Bueno, al menos tenía algo de comer, se acercó a la mesa y encontró pancakes con salchicha y huevos revueltos, su estómago gruñó ante la vista de la comida y lo metió en una sartén, para por fin calentarlo en la estufa. Comió rápidamente toda la comida hecha, sintiéndose satisfecho luego de comerse lo que se comería una familia numerosa tomó rumbo afuera para poder entrenar un rato. Al encontrar el claro de siempre hizo un rápido calentamiento. Mientras entrenaba sintiéndose tranquilo recordó la nota de hoy, supuso que solo se le había olvidado decirle que saldría en la mañana y eso fue todo. En medio de lanzar una bola de energía lo suficientemente fuerte para romper lo que quisiera, su estómago se revolvió y quiso morir.

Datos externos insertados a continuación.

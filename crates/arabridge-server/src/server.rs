//! Plug-in endpoint server.
//!
//! Listens on two sockets (one per host dispatcher), wires the accepted channels
//! into a [`Connection`], and answers bootstrap and application calls on the thread
//! that accepted them.

use crate::config::ServerConfig;
use crate::error::Result;
use arabridge_ipc::{
    Connection, ConnectionConfig, DeliveryMode, MessageChannel, MessageHandler, SocketListener,
};
use arabridge_remote::{BootstrapService, EndpointProvider};
use std::sync::atomic::{AtomicBool, Ordering};
use std::sync::Arc;
use std::time::Duration;
use tracing::{debug, info};

/// Bound but not yet connected endpoint.
pub struct EndpointListener {
    main: SocketListener,
    other: SocketListener,
    connection_config: ConnectionConfig,
}

impl EndpointListener {
    pub fn bind(config: &ServerConfig) -> Result<Self> {
        config.validate()?;
        let main = SocketListener::bind(&config.main_socket_path)?;
        let other = SocketListener::bind(&config.other_socket_path)?;
        info!(
            "Listening on {} (main) and {} (other threads)",
            main.path().display(),
            other.path().display()
        );
        Ok(Self {
            main,
            other,
            connection_config: config.connection_config(),
        })
    }

    /// Wait for the host to connect both channels.
    ///
    /// The calling thread becomes the creation thread: it receives main-thread
    /// traffic and must be the one that calls [`EndpointServer::run`].
    pub fn accept<P: EndpointProvider + 'static>(self, provider: P) -> Result<EndpointServer<P>> {
        let main = self.main.accept(DeliveryMode::Polled)?;
        let other = self
            .other
            .accept(self.connection_config.threaded_delivery())?;
        info!("Host connected");
        EndpointServer::from_channels(self.connection_config, main, other, provider)
    }
}

/// Plug-in side of a connection, serving one host.
pub struct EndpointServer<P> {
    connection: Arc<Connection>,
    service: Arc<BootstrapService<P>>,
    shutdown: Arc<AtomicBool>,
}

impl<P: EndpointProvider + 'static> EndpointServer<P> {
    /// Bind both sockets and block until the host connects.
    pub fn bind_and_accept(config: &ServerConfig, provider: P) -> Result<Self> {
        EndpointListener::bind(config)?.accept(provider)
    }

    /// Serve over already established channels. Must be called on the thread that
    /// receives `main`.
    pub fn from_channels(
        config: ConnectionConfig,
        main: impl MessageChannel + 'static,
        other: impl MessageChannel + 'static,
        provider: P,
    ) -> Result<Self> {
        let connection = Arc::new(Connection::new(config)?);
        connection.set_main_thread_channel(main)?;
        connection.set_other_threads_channel(other)?;

        let service = Arc::new(BootstrapService::new(provider));
        connection.set_message_handler(&service);

        Ok(Self {
            connection,
            service,
            shutdown: Arc::new(AtomicBool::new(false)),
        })
    }

    pub fn connection(&self) -> &Arc<Connection> {
        &self.connection
    }

    pub fn service(&self) -> &Arc<BootstrapService<P>> {
        &self.service
    }

    /// Install the handler for every non-bootstrap call.
    pub fn set_application_handler(&self, handler: Arc<dyn MessageHandler>) {
        self.service.set_application_handler(handler);
    }

    /// Flag that makes [`run`](Self::run) return after the current wait.
    pub fn shutdown_handle(&self) -> Arc<AtomicBool> {
        Arc::clone(&self.shutdown)
    }

    /// Serve until the host disconnects or shutdown is requested.
    pub fn run(&self) -> Result<()> {
        let poll_interval = self.connection.config().poll_interval.max(Duration::from_millis(1));
        while !self.shutdown.load(Ordering::SeqCst) && self.connection.is_open() {
            self.connection
                .wait_for_message_on_creation_thread(poll_interval);
        }

        if self.connection.is_open() {
            info!("Shutdown requested");
        } else {
            info!("Host disconnected");
        }
        debug!(
            "{} document controller(s) still alive at exit",
            self.service.document_controller_count()
        );
        Ok(())
    }
}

Esto era nuevo, casi siempre entrenaba su cuerpo con el estómago lleno, nunca había experimentado náusea alguna durante o después del entrenamiento. Corrió junto a un árbol cercano y vacío su estómago allí, tenía un mal sabor de boca y un mal presentimiento, su humor se fue en picada por eso. Por primera vez en el día se sintió preocupado. Volvió a casa y se centró en intentar meditar para dejar pasar las horas, pronto llegaría Trunks, él lo sabía, siempre llegaba a estas horas de la tarde. Pero no llegó y su cerebro hizo click con una posibilidad que no había pensado. ¿Lo habían abandonado? ¿A él? ¿A Broly? ¿Su pareja lo abandonó? Pero no, eso sería imposible, estaban enlazados, eso era hasta la muerte. Era lo menos probable. Entonces esperó, y esperó, durante minutos, horas, días… y nada. Nadie. Él no volvió a casa del todo.
¿Por qué? “¿Por qué? ¿Por qué? ¿Por qué? ¿Por qué? ¿Por qué? ¿Por qué? ¿Por qué?... ¿Por qué no vuelves…?” En medio de un estallido de ira desesperada, su hogar terminó destruido hasta los cimientos.
“Habías prometido no dejarme solo”.
Pero al final, no estaba realmente solo.